When Atari first announced the Ataribox last summer, gamers that are into all things retro were rightfully excited. The forthcoming console even looked like the Atari that gamers of the '80s grew up with. Not long after, likely many folks got a bit worried when pre-orders were delayed in December, with some fearing the entire project could be nothing more than vaporware. However, as the Ataribox draws a bit closer to prime time, it has undergone a name change to the Atari VCS.
We already knew that the Atari VCS would have an AMD APU inside with integrated Radeon graphics and would offer a "full PC experience," as well as built in retro classic titles. This means the ability to surf the web, send email, stream music, and do all that PC stuff you might want on your TV in the living room. It will also play more modern game titles as well as Atari titles. Recently, however, new details on the Atari VCS have turned up in a Eurogamer interview with Michael Arzt, COO of Atari Connected Devices during this year's Game Developers Conference.
Arzt says that Atari is targeting two groups, with one being the folks over 35-years-old who remember playing the console and playing Atari games in the arcade.
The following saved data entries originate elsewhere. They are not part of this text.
//! Command-line surface shared by the perfrig tools.
//!
//! Every tool takes `-f <config_file>` (required) and a repeatable `-v`.
//! Usage output exits with code 2, and a missing config file is fatal
//! with a non-zero exit, matching the rig's operational contract.

use std::path::{Path, PathBuf};

use anyhow::{bail, Context, Result};
use clap::error::ErrorKind;
use clap::Parser;

use crate::domain::models::Config;
use crate::infrastructure::config::ConfigLoader;

/// Arguments for the builder and scheduler tools.
#[derive(Parser, Debug)]
#[command(disable_version_flag = true)]
pub struct ToolArgs {
    /// Test configuration file
    #[arg(short = 'f', long = "file", value_name = "FILE")]
    pub file: PathBuf,

    /// Raise verbosity; repeat for more detail
    #[arg(short = 'v', action = clap::ArgAction::Count)]
    pub verbose: u8,
}

/// Arguments for the worker tool.
#[derive(Parser, Debug)]
#[command(disable_version_flag = true)]
pub struct WorkerArgs {
    /// Job record file to execute
    #[arg(value_name = "RECORD")]
    pub record: PathBuf,

    /// Raise verbosity; repeat for more detail
    #[arg(short = 'v', action = clap::ArgAction::Count)]
    pub verbose: u8,
}

/// Parse arguments, printing usage and exiting 2 on help or misuse.
pub fn parse_or_usage<T: Parser>() -> T {
    match T::try_parse() {
        Ok(args) => args,
        Err(e) if e.kind() == ErrorKind::DisplayHelp => {
            let _ = e.print();
            std::process::exit(2);
        }
        // clap exits with code 2 on usage errors.
        Err(e) => e.exit(),
    }
}

/// Load and validate the configuration file named on the command line.
pub fn load_config(path: &Path) -> Result<Config> {
    if !path.exists() {
        bail!("configuration file {} does not exist", path.display());
    }
    ConfigLoader::load_from_file(path)
        .with_context(|| format!("invalid configuration in {}", path.display()))
}

/// Resource descriptor directory for a loaded configuration.
pub fn resources_dir(config: &Config) -> PathBuf {
    config.resources_dir.as_ref().map_or_else(
        || Path::new(&config.home).join("resources"),
        PathBuf::from,
    )
}

#[cfg(test)]
mod tests {
    use super::*;

    #[test]
    fn test_tool_args_parse() {
        let args = ToolArgs::try_parse_from(["perfrig-build", "-f", "rig.yaml", "-vv"]).unwrap();
        assert_eq!(args.file, PathBuf::from("rig.yaml"));
        assert_eq!(args.verbose, 2);
    }

    #[test]
    fn test_tool_args_require_file() {
        assert!(ToolArgs::try_parse_from(["perfrig-build"]).is_err());
    }

    #[test]
    fn test_worker_args_parse() {
        let args =
            WorkerArgs::try_parse_from(["perfrig-worker", "/rig/jobs/inprogress/a.job"]).unwrap();
        assert_eq!(args.record, PathBuf::from("/rig/jobs/inprogress/a.job"));
        assert_eq!(args.verbose, 0);
    }

    #[test]
    fn test_resources_dir_defaults_under_home() {
        let config = Config {
            home: "/rig".to_string(),
            ..Default::default()
        };
        assert_eq!(resources_dir(&config), PathBuf::from("/rig/resources"));

        let config = Config {
            resources_dir: Some("/etc/rig/resources".to_string()),
            ..config
        };
        assert_eq!(resources_dir(&config), PathBuf::from("/etc/rig/resources"));
    }

    #[test]
    fn test_missing_config_is_fatal() {
        assert!(load_config(Path::new("/no/such/rig.yaml")).is_err());
    }
}
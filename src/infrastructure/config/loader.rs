use anyhow::{Context, Result};
use figment::providers::{Env, Format, Serialized, Yaml};
use figment::Figment;
use thiserror::Error;

use crate::domain::models::Config;

/// Configuration error types
#[derive(Error, Debug)]
pub enum ConfigError {
    #[error("home must be set (the coordination root)")]
    EmptyHome,

    #[error("Invalid maximum_attempts: {0}. Must be at least 1")]
    InvalidMaximumAttempts(u32),

    #[error("Invalid number_repeats: {0}. Must be at least 1")]
    InvalidNumberRepeats(u32),

    #[error("Invalid cores_per_node: {0}. Must be at least 1")]
    InvalidCoresPerNode(u32),

    #[error("Invalid poll_secs: {0}. Must be at least 1")]
    InvalidPollPeriod(u64),

    #[error("Invalid lock timeout_secs: {0}. Must be at least 1")]
    InvalidLockTimeout(u64),

    #[error("Invalid log level: {0}. Must be one of: trace, debug, info, warn, error")]
    InvalidLogLevel(String),

    #[error("Invalid log format: {0}. Must be one of: pretty, json")]
    InvalidLogFormat(String),

    #[error("core_counts contains 0, which can never be admitted")]
    ZeroCoreCount,
}

/// Configuration loader with hierarchical merging
pub struct ConfigLoader;

impl ConfigLoader {
    /// Load configuration from a specific file.
    ///
    /// Precedence (lowest to highest):
    /// 1. Programmatic defaults (Serialized)
    /// 2. The YAML file passed on the command line (`-f`)
    /// 3. Environment variables (`PERFRIG_` prefix, highest priority)
    pub fn load_from_file(path: impl AsRef<std::path::Path>) -> Result<Config> {
        let config: Config = Figment::new()
            .merge(Serialized::defaults(Config::default()))
            .merge(Yaml::file(path.as_ref()))
            .merge(Env::prefixed("PERFRIG_").split("__"))
            .extract()
            .context(format!(
                "Failed to load config from {}",
                path.as_ref().display()
            ))?;

        Self::validate(&config)?;
        Ok(config)
    }

    /// Validate configuration after loading
    pub fn validate(config: &Config) -> Result<(), ConfigError> {
        if config.home.trim().is_empty() {
            return Err(ConfigError::EmptyHome);
        }

        if config.maximum_attempts == 0 {
            return Err(ConfigError::InvalidMaximumAttempts(config.maximum_attempts));
        }

        if config.number_repeats == 0 {
            return Err(ConfigError::InvalidNumberRepeats(config.number_repeats));
        }

        if config.cores_per_node == 0 {
            return Err(ConfigError::InvalidCoresPerNode(config.cores_per_node));
        }

        if config.scheduler.poll_secs == 0 {
            return Err(ConfigError::InvalidPollPeriod(config.scheduler.poll_secs));
        }

        if config.lock.timeout_secs == 0 {
            return Err(ConfigError::InvalidLockTimeout(config.lock.timeout_secs));
        }

        if config.core_counts.contains(&0) {
            return Err(ConfigError::ZeroCoreCount);
        }

        let valid_log_levels = ["trace", "debug", "info", "warn", "error"];
        if !valid_log_levels.contains(&config.logging.level.as_str()) {
            return Err(ConfigError::InvalidLogLevel(config.logging.level.clone()));
        }

        let valid_log_formats = ["pretty", "json"];
        if !valid_log_formats.contains(&config.logging.format.as_str()) {
            return Err(ConfigError::InvalidLogFormat(config.logging.format.clone()));
        }

        Ok(())
    }
}

#[cfg(test)]
mod tests {
    use super::*;
    use std::io::Write;
    use tempfile::NamedTempFile;

    fn valid_config() -> Config {
        Config {
            home: "/scratch/rig".to_string(),
            ..Default::default()
        }
    }

    #[test]
    fn test_default_config_needs_home() {
        let config = Config::default();
        assert!(matches!(
            ConfigLoader::validate(&config),
            Err(ConfigError::EmptyHome)
        ));
        ConfigLoader::validate(&valid_config()).expect("config with home should be valid");
    }

    #[test]
    fn test_load_from_file() {
        let mut file = NamedTempFile::new().unwrap();
        writeln!(
            file,
            "home: /scratch/rig\nresource: clusterA\ncore_counts: [1, 2]\nscheduler:\n  poll_secs: 3"
        )
        .unwrap();
        file.flush().unwrap();

        let config = ConfigLoader::load_from_file(file.path()).unwrap();
        assert_eq!(config.home, "/scratch/rig");
        assert_eq!(config.resource, "clusterA");
        assert_eq!(config.scheduler.poll_secs, 3);
        // Defaults persist under partial files.
        assert_eq!(config.maximum_attempts, 1);
        assert_eq!(config.logging.level, "info");
    }

    #[test]
    fn test_validate_zero_attempts() {
        let config = Config {
            maximum_attempts: 0,
            ..valid_config()
        };
        assert!(matches!(
            ConfigLoader::validate(&config),
            Err(ConfigError::InvalidMaximumAttempts(0))
        ));
    }

    #[test]
    fn test_validate_zero_poll() {
        let mut config = valid_config();
        config.scheduler.poll_secs = 0;
        assert!(matches!(
            ConfigLoader::validate(&config),
            Err(ConfigError::InvalidPollPeriod(0))
        ));
    }

    #[test]
    fn test_validate_zero_core_count() {
        let mut config = valid_config();
        config.core_counts = vec![1, 0, 4];
        assert!(matches!(
            ConfigLoader::validate(&config),
            Err(ConfigError::ZeroCoreCount)
        ));
    }

    #[test]
    fn test_validate_invalid_log_level() {
        let mut config = valid_config();
        config.logging.level = "loud".to_string();
        match ConfigLoader::validate(&config) {
            Err(ConfigError::InvalidLogLevel(level)) => assert_eq!(level, "loud"),
            other => panic!("expected InvalidLogLevel, got {other:?}"),
        }
    }

    #[test]
    fn test_validate_invalid_log_format() {
        let mut config = valid_config();
        config.logging.format = "xml".to_string();
        assert!(matches!(
            ConfigLoader::validate(&config),
            Err(ConfigError::InvalidLogFormat(_))
        ));
    }
}
//! Perfrig - parallel application performance test rig.
//!
//! Perfrig drives parametrized simulation runs on a shared resource pool,
//! coordinating entirely through the filesystem: job records are plain
//! `KEY = VALUE` files whose directory location encodes lifecycle state,
//! serialized by advisory locks. There is no database and no RPC.
//!
//! # Architecture
//!
//! The crate follows a layered layout:
//!
//! - **Domain Layer** (`domain`): job record model, resource limits, config
//! - **Service Layer** (`services`): graph builder, scheduler, execution
//!   wrapper, log scanner
//! - **Infrastructure Layer** (`infrastructure`): record persistence,
//!   advisory locking, config loading, logging
//! - **Adapters** (`adapters`): built-in application-suite strategies
//!
//! Three binaries share this library: `perfrig-build` expands a test matrix
//! into pending job records, `perfrig-sched` admits them against the
//! resource budget, and `perfrig-worker` executes a single record to
//! completion.

pub mod adapters;
pub mod cli;
pub mod domain;
pub mod infrastructure;
pub mod services;

// Re-export commonly used types for convenience
pub use domain::errors::{RigError, RigResult};
pub use domain::models::{
    Config, Instance, JobField, JobResult, JobState, LockConfig, LoggingConfig, ResourceLimits,
    SchedulerConfig,
};
pub use domain::ports::SuiteAdapter;
pub use infrastructure::config::{ConfigError, ConfigLoader};
pub use infrastructure::fs::{JobRecord, LockSettings, Workspace};
pub use services::{ExecutionWrapper, GraphBuilder, LogReport, LogScanner, Scheduler};
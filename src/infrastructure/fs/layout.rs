//! Directory layout under the coordination root.
//!
//! A record's directory location encodes its lifecycle state: pending
//! records wait in `jobs/pending`, admitted records live in
//! `jobs/inprogress`, finalized records land under the per-run results
//! archive.

use std::io;
use std::path::{Path, PathBuf};

use crate::domain::errors::{RigError, RigResult};

/// Path derivations for one coordination root.
#[derive(Debug, Clone, PartialEq, Eq)]
pub struct Workspace {
    home: PathBuf,
}

impl Workspace {
    pub fn new(home: impl Into<PathBuf>) -> Self {
        Self { home: home.into() }
    }

    /// Recover the workspace from an active record path. Active records
    /// always live at `<home>/jobs/<area>/<name>.job`.
    pub fn infer_from_record(record_path: &Path) -> RigResult<Self> {
        let jobs = record_path.parent().and_then(Path::parent);
        match jobs {
            Some(dir) if dir.file_name().is_some_and(|n| n == "jobs") => match dir.parent() {
                Some(home) => Ok(Self::new(home)),
                None => Err(RigError::OrphanRecord(record_path.to_path_buf())),
            },
            _ => Err(RigError::OrphanRecord(record_path.to_path_buf())),
        }
    }

    pub fn home(&self) -> &Path {
        &self.home
    }

    /// Records waiting for admission.
    pub fn pending(&self) -> PathBuf {
        self.home.join("jobs").join("pending")
    }

    /// Records owned by a running worker.
    pub fn inprogress(&self) -> PathBuf {
        self.home.join("jobs").join("inprogress")
    }

    /// Root of the historical results archive.
    pub fn results(&self) -> PathBuf {
        self.home.join("results")
    }

    /// One run's archive directory: `results/<test>/<stamp>`.
    pub fn results_run(&self, test: &str, stamp: &str) -> PathBuf {
        self.results().join(test).join(stamp)
    }

    /// Project templates (input).
    pub fn templates(&self) -> PathBuf {
        self.home.join("templates")
    }

    /// Materialized project instances.
    pub fn instances(&self) -> PathBuf {
        self.home.join("instances")
    }

    /// Derived-properties area.
    pub fn properties(&self) -> PathBuf {
        self.home.join("properties")
    }

    /// Precondition outputs.
    pub fn data(&self) -> PathBuf {
        self.home.join("data")
    }

    /// Scratch work area.
    pub fn work(&self) -> PathBuf {
        self.home.join("work")
    }

    /// Advisory lock files.
    pub fn locks(&self) -> PathBuf {
        self.home.join("locks")
    }

    /// Fixed lock key shared by all record operations.
    pub fn default_lock_path(&self) -> PathBuf {
        self.locks().join("records.lock")
    }

    /// Scratch directory for one record name.
    pub fn scratch(&self, record_name: &str) -> PathBuf {
        self.work().join(record_name)
    }

    /// Output directory for (instance, application) precondition data.
    pub fn precondition_output(&self, instance: &str, application: &str) -> PathBuf {
        self.data().join(format!("{instance}-{application}"))
    }

    /// Record file path in the pending area.
    pub fn pending_record(&self, name: &str) -> PathBuf {
        self.pending().join(format!("{name}.job"))
    }

    /// Record file path in the in-progress area.
    pub fn inprogress_record(&self, name: &str) -> PathBuf {
        self.inprogress().join(format!("{name}.job"))
    }

    /// Create every lifecycle area that must exist before coordination
    /// starts. Idempotent.
    pub fn ensure_areas(&self) -> io::Result<()> {
        for dir in [
            self.pending(),
            self.inprogress(),
            self.results(),
            self.templates(),
            self.instances(),
            self.properties(),
            self.data(),
            self.work(),
            self.locks(),
        ] {
            std::fs::create_dir_all(dir)?;
        }
        Ok(())
    }

    /// Whether a lifecycle area currently holds any record files.
    pub fn area_has_records(dir: &Path) -> bool {
        std::fs::read_dir(dir).is_ok_and(|entries| {
            entries
                .flatten()
                .any(|e| e.path().extension().is_some_and(|ext| ext == "job"))
        })
    }
}

#[cfg(test)]
mod tests {
    use super::*;

    #[test]
    fn test_layout_paths() {
        let ws = Workspace::new("/rig");
        assert_eq!(ws.pending(), PathBuf::from("/rig/jobs/pending"));
        assert_eq!(ws.inprogress(), PathBuf::from("/rig/jobs/inprogress"));
        assert_eq!(
            ws.results_run("nightly", "2024-01-01_00.00.00"),
            PathBuf::from("/rig/results/nightly/2024-01-01_00.00.00")
        );
        assert_eq!(
            ws.precondition_output("basin_none_none", "prepsim"),
            PathBuf::from("/rig/data/basin_none_none-prepsim")
        );
        assert_eq!(
            ws.pending_record("basin_none_none_coresim_4_1"),
            PathBuf::from("/rig/jobs/pending/basin_none_none_coresim_4_1.job")
        );
    }

    #[test]
    fn test_infer_from_record() {
        let ws =
            Workspace::infer_from_record(Path::new("/rig/jobs/pending/a.job")).expect("infer");
        assert_eq!(ws.home(), Path::new("/rig"));

        assert!(Workspace::infer_from_record(Path::new("/tmp/a.job")).is_err());
        assert!(Workspace::infer_from_record(Path::new("/rig/results/a.job")).is_err());
    }
}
The other group is the younger crowd that Arzt says see Atari as more of a cool old brand and want modern capabilities like Streaming video services such as Hulu and Netflix. Arzt says that the Atari VCS is less expensive than a PC and eliminates the need to connect a laptop to the TV. The VCS will support a wireless or USB mouse and keyboard and supports Bluetooth.
Arzt got even more specific noting that any Bluetooth or USB controller will work with the VCS. The price point for the Atari VCS is $249 to $299, but Arzt says that "we're always hoping we can do better." As for the official controllers that people might want, Atari is working with a peripheral partner to build its controllers because Arzt says "we want it to be a good one, that's important for us." The controllers will be announced, "a little bit further down the line."
As for why Atari is showing off the hardware now without having details on something as important as controllers ready, Arzt essentially says it is to prove to the naysayers that cried "vaporware" back in December that the console is real. The exec says that the showstopper in December was the controller.
Arzt said, "We did not like the controller we had before, we did not like the partner we were working with, we did not like the business plan, we did not like the design. It did not fit with the other stuff. That was the thing that ultimately paused it there, but it was a great opportunity to [say] hey, we're paused now, we'll take a breath, let's do a top-to-bottom audit of everything else, right? There were things that were good, but we felt like if we do this to it, it'll be even better. Timing wise, we
Arzt says that Atari will disclose more about the product and the pre-order program by the end of this month. He declined to give any details on exactly what that announcement might entail.